For the first time in World Cup history, all four quarter-final matches of the Rugby World Cup took place between a northern and southern hemisphere side. All four southern hemisphere sides emerged victorious; in some cases resoundingly so. The weekend’s action has exposed the huge gulf in class which exists between rugby north, and south of the equator. Perhaps the biggest northern hemisphere international competition, the Six Nations, looks now like a loser’s tournament. A tournament where the runners-up fight over who is the best of the worst. These seem like harsh words, but something needs to change. Why is the south so much better?
It is perhaps the France and Ireland games which stand out the most. They had a difficult task, granted, but they failed to turn up in style. Les Bleus are famously the all or nothing side, brilliant or simply awful. Four years ago, in light of this result, it’s easy to forget that France reached the final with the All Blacks and lost by just one point. The French media has unanimously slammed the side, calling for big changes to everything from coaching style to the domestic league system.
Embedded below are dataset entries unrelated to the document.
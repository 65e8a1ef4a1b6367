use serde::{Deserialize, Serialize};
use std::collections::HashSet;

use crate::core::basin::Basin;
use crate::core::demand::DemandId;
use crate::core::month::Month;
use crate::core::source::SourceId;

/// A permitted (source, demand, month) allocation path.
#[derive(Debug, Clone, PartialEq, Eq, Hash, Serialize, Deserialize)]
pub struct AllocationArc {
    pub source: SourceId,
    pub demand: DemandId,
    pub month: Month,
}

/// The set of valid allocation arcs for a basin.
///
/// Built from two closed connectivity rules:
///
/// 1. the trunk source connects to every demand in every month;
/// 2. each local cluster's sources connect only to that cluster's
///    designated demand, in every month.
///
/// Any (source, demand) pair not covered by a rule gets no allocation
/// variable at all, which implicitly forces its flow to zero. The arc
/// set does not depend on the active scenario or on supply multipliers,
/// and a source or demand whose series is zero all year is still wired
/// in: zero availability is a data condition, not a topology condition.
#[derive(Debug, Clone)]
pub struct NetworkTopology {
    arcs: Vec<AllocationArc>,
    index: HashSet<(SourceId, DemandId, Month)>,
}

impl NetworkTopology {
    /// Enumerate the valid arcs of a basin.
    pub fn build(basin: &Basin) -> Self {
        let mut arcs = Vec::new();

        for demand in basin.demands() {
            for month in Month::ALL {
                arcs.push(AllocationArc {
                    source: basin.trunk().clone(),
                    demand: demand.id().clone(),
                    month,
                });
            }
        }

        for cluster in basin.clusters() {
            for source in &cluster.sources {
                for month in Month::ALL {
                    arcs.push(AllocationArc {
                        source: source.clone(),
                        demand: cluster.demand.clone(),
                        month,
                    });
                }
            }
        }

        let index = arcs
            .iter()
            .map(|a| (a.source.clone(), a.demand.clone(), a.month))
            .collect();

        Self { arcs, index }
    }

    /// All valid arcs, in a deterministic order (trunk arcs first, then
    /// cluster arcs in declaration order).
    pub fn arcs(&self) -> &[AllocationArc] {
        &self.arcs
    }

    /// Whether a (source, demand, month) triple is a valid arc.
    pub fn is_valid(&self, source: &SourceId, demand: &DemandId, month: Month) -> bool {
        self.index
            .contains(&(source.clone(), demand.clone(), month))
    }

    pub fn len(&self) -> usize {
        self.arcs.len()
    }

    pub fn is_empty(&self) -> bool {
        self.arcs.is_empty()
    }
}

#[cfg(test)]
mod tests {
    use super::*;

    #[test]
    fn test_default_basin_arc_count() {
        // Trunk: 10 demands x 12 months. Clusters: (4 + 3) sources x 12.
        let basin = Basin::chao_viru();
        let topo = NetworkTopology::build(&basin);
        assert_eq!(topo.len(), 10 * 12 + 7 * 12);
    }

    #[test]
    fn test_trunk_reaches_every_demand() {
        let basin = Basin::chao_viru();
        let topo = NetworkTopology::build(&basin);
        for demand in basin.demands() {
            for month in Month::ALL {
                assert!(topo.is_valid(basin.trunk(), demand.id(), month));
            }
        }
    }

    #[test]
    fn test_cluster_sources_serve_only_their_valley() {
        let basin = Basin::chao_viru();
        let topo = NetworkTopology::build(&basin);
        let wells = SourceId::new("CHAO-WELLS");

        for month in Month::ALL {
            assert!(topo.is_valid(&wells, &DemandId::new("CHAO"), month));
            assert!(!topo.is_valid(&wells, &DemandId::new("VIRU"), month));
            assert!(!topo.is_valid(&wells, &DemandId::new("WTP-TRUJILLO"), month));
        }
    }

    #[test]
    fn test_zero_supply_source_still_wired() {
        let basin = Basin::chao_viru();
        let topo = NetworkTopology::build(&basin);
        // HUAMANZANA has an all-zero series yet keeps its arcs to CHAO.
        for month in Month::ALL {
            assert!(topo.is_valid(
                &SourceId::new("HUAMANZANA"),
                &DemandId::new("CHAO"),
                month
            ));
        }
    }

    #[test]
    fn test_arc_order_is_deterministic() {
        let basin = Basin::chao_viru();
        let a = NetworkTopology::build(&basin);
        let b = NetworkTopology::build(&basin);
        assert_eq!(a.arcs(), b.arcs());
    }
}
Ireland were arguably considered the best of the European sides heading into the World Cup. This demonstrates the nativity of northern hemisphere rugby fans, as this was perhaps based on Ireland’s victory at the Six Nations. In reality, they finished level on points with England and Wales, defeated by the latter, in what was a scrappy tournament. The Irish started extremely slowly against Argentina and it was 17-0 with only 15 minutes gone. In fairness, the team was plagued by injuries and they fought hard to bring the score closer. Unfortunately, the team was spent, allowing the southern hemisphere Argentinians to finish comfortable victors.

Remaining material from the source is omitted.